There’s this sick game I play and maybe you do it too. It’s probably mostly alcoholics like me who can spot a bottle a mile away. Like a twisted game of booze bingo. And then I make up stories of the people who left them there.
The self medication aftermath.
Is there a reason they’re called shots?
I know it when I see it. The throwaway. The left behind. The “my shell is still here even though what was inside is long gone”. I know it because I was it.
Often found by train tracks but also in parks, forest preserves, depots and places where folks can hide in plain daylight because most don’t want to see.

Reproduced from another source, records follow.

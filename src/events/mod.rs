//! Capture event fan-out.
//!
//! Subscribers register per session id and every subscriber receives every
//! event; no single-slot, last-writer-wins callbacks. Dispatch happens
//! synchronously in whatever task emitted the event; observers that need to
//! do real work should hand it off to their own tasks.

use async_trait::async_trait;
use std::collections::HashMap;
use std::sync::atomic::{AtomicU64, Ordering};
use std::sync::Arc;
use tokio::sync::Mutex;

use crate::recording::Recording;
use crate::session::{SessionId, TranscriptEntry};

/// Observer for capture lifecycle events. Implement only the hooks you care
/// about; the defaults do nothing.
#[async_trait]
pub trait CaptureObserver: Send + Sync {
    /// Newly committed transcript text plus the current interim text.
    async fn on_transcript_update(&self, session: &SessionId, final_text: &str, interim: &str) {
        let _ = (session, final_text, interim);
    }

    async fn on_participant_join(&self, session: &SessionId, name: &str) {
        let _ = (session, name);
    }

    /// The finished recording and the full ordered transcript.
    async fn on_recording_complete(
        &self,
        session: &SessionId,
        recording: &Recording,
        transcript: &[TranscriptEntry],
    ) {
        let _ = (session, recording, transcript);
    }
}

#[derive(Debug, Clone, Copy, PartialEq, Eq, Hash)]
pub struct SubscriptionId(u64);

#[derive(Default)]
pub struct EventBus {
    next_id: AtomicU64,
    subscribers: Mutex<HashMap<SessionId, Vec<(SubscriptionId, Arc<dyn CaptureObserver>)>>>,
}

impl EventBus {
    pub fn new() -> Self {
        Self::default()
    }

    pub async fn subscribe(
        &self,
        session: &SessionId,
        observer: Arc<dyn CaptureObserver>,
    ) -> SubscriptionId {
        let id = SubscriptionId(self.next_id.fetch_add(1, Ordering::Relaxed));
        self.subscribers
            .lock()
            .await
            .entry(session.clone())
            .or_default()
            .push((id, observer));
        id
    }

    /// Remove one subscription. Returns false if it was already gone.
    pub async fn unsubscribe(&self, session: &SessionId, id: SubscriptionId) -> bool {
        let mut subscribers = self.subscribers.lock().await;
        let Some(list) = subscribers.get_mut(session) else {
            return false;
        };
        let before = list.len();
        list.retain(|(sub_id, _)| *sub_id != id);
        let removed = list.len() != before;
        if list.is_empty() {
            subscribers.remove(session);
        }
        removed
    }

    /// Drop every subscription for a closed session.
    pub async fn drop_session(&self, session: &SessionId) {
        self.subscribers.lock().await.remove(session);
    }

    async fn observers_for(&self, session: &SessionId) -> Vec<Arc<dyn CaptureObserver>> {
        self.subscribers
            .lock()
            .await
            .get(session)
            .map(|list| list.iter().map(|(_, obs)| obs.clone()).collect())
            .unwrap_or_default()
    }

    pub async fn transcript_update(&self, session: &SessionId, final_text: &str, interim: &str) {
        for observer in self.observers_for(session).await {
            observer
                .on_transcript_update(session, final_text, interim)
                .await;
        }
    }

    pub async fn participant_join(&self, session: &SessionId, name: &str) {
        for observer in self.observers_for(session).await {
            observer.on_participant_join(session, name).await;
        }
    }

    pub async fn recording_complete(
        &self,
        session: &SessionId,
        recording: &Recording,
        transcript: &[TranscriptEntry],
    ) {
        for observer in self.observers_for(session).await {
            observer
                .on_recording_complete(session, recording, transcript)
                .await;
        }
    }
}

#[cfg(test)]
mod tests {
    use super::*;
    use std::sync::atomic::AtomicUsize;

    #[derive(Default)]
    struct CountingObserver {
        transcripts: AtomicUsize,
        joins: AtomicUsize,
        completions: AtomicUsize,
    }

    #[async_trait]
    impl CaptureObserver for CountingObserver {
        async fn on_transcript_update(&self, _: &SessionId, _: &str, _: &str) {
            self.transcripts.fetch_add(1, Ordering::SeqCst);
        }

        async fn on_participant_join(&self, _: &SessionId, _: &str) {
            self.joins.fetch_add(1, Ordering::SeqCst);
        }

        async fn on_recording_complete(&self, _: &SessionId, _: &Recording, _: &[TranscriptEntry]) {
            self.completions.fetch_add(1, Ordering::SeqCst);
        }
    }

    #[tokio::test]
    async fn test_every_subscriber_receives_events() {
        let bus = EventBus::new();
        let session = SessionId::new("s1");

        let first = Arc::new(CountingObserver::default());
        let second = Arc::new(CountingObserver::default());
        bus.subscribe(&session, first.clone()).await;
        bus.subscribe(&session, second.clone()).await;

        bus.transcript_update(&session, "hello", "wor").await;
        bus.participant_join(&session, "John Smith").await;

        assert_eq!(first.transcripts.load(Ordering::SeqCst), 1);
        assert_eq!(second.transcripts.load(Ordering::SeqCst), 1);
        assert_eq!(first.joins.load(Ordering::SeqCst), 1);
        assert_eq!(second.joins.load(Ordering::SeqCst), 1);
    }

    #[tokio::test]
    async fn test_events_are_scoped_to_session() {
        let bus = EventBus::new();
        let mine = SessionId::new("mine");
        let other = SessionId::new("other");

        let observer = Arc::new(CountingObserver::default());
        bus.subscribe(&mine, observer.clone()).await;

        bus.transcript_update(&other, "not for me", "").await;
        assert_eq!(observer.transcripts.load(Ordering::SeqCst), 0);

        bus.transcript_update(&mine, "for me", "").await;
        assert_eq!(observer.transcripts.load(Ordering::SeqCst), 1);
    }

    #[tokio::test]
    async fn test_unsubscribe_stops_delivery() {
        let bus = EventBus::new();
        let session = SessionId::new("s1");
        let observer = Arc::new(CountingObserver::default());

        let id = bus.subscribe(&session, observer.clone()).await;
        bus.transcript_update(&session, "one", "").await;

        assert!(bus.unsubscribe(&session, id).await);
        assert!(!bus.unsubscribe(&session, id).await);

        bus.transcript_update(&session, "two", "").await;
        assert_eq!(observer.transcripts.load(Ordering::SeqCst), 1);
    }

    #[tokio::test]
    async fn test_drop_session_clears_all_subscribers() {
        let bus = EventBus::new();
        let session = SessionId::new("s1");
        let observer = Arc::new(CountingObserver::default());
        bus.subscribe(&session, observer.clone()).await;

        let recording = Recording::assemble(vec![vec![0; 3]]);
        bus.recording_complete(&session, &recording, &[]).await;
        assert_eq!(observer.completions.load(Ordering::SeqCst), 1);

        bus.drop_session(&session).await;
        bus.recording_complete(&session, &recording, &[]).await;
        assert_eq!(observer.completions.load(Ordering::SeqCst), 1);
    }
}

The black plastic bags that you know are packing a high alcohol content. Usually accompanied by someone walking on a highway or a road where you don’t see anybody else walking. A desperate and oftentimes dangerous journey to get a fix.
I used to pour my booze into water bottles or tupperware containers to be less conspicuous. As if that’s possible. I would throw my bottles away in far away places so no one would know. I had a million tricks. And they worked for a while, until they stopped. It’s exhausting being an active alcoholic. Absolutely painfully exhausting.
I play this bottle spotting game not because it’s fun or enjoyable. I play it because it’s right there in front of our faces if we choose to acknowledge the darkness all around us. Inside us. These are people with stories and families and lives that went wrong. And chances are, it’s us.
“I didn’t know she was suffering.” “He hid it so well.” Until it was too late.
The suffering need a balm, a salve, and these bottles contain everything that will keep the sickness at bay. For a while. And then it’s on to more more more.
The withdrawals are too strong. The delirium and the withdrawals threaten to take our lives and they sometimes do and then it’s too late.
- Alcohol withdrawal delirium is the most severe form of alcohol withdrawal.
- All heavy, long-term drinkers are at risk for alcohol withdrawal delirium.
- Alcohol withdrawal delirium can be fatal. It’s important to address issues with heavy drinking in a medical environment rather than trying it on your own.*
Read number 3 again. You know it when you see it. You know what precedes it but you don’t know what will follow it each time. Most times may be ok, but what about the time it isn’t?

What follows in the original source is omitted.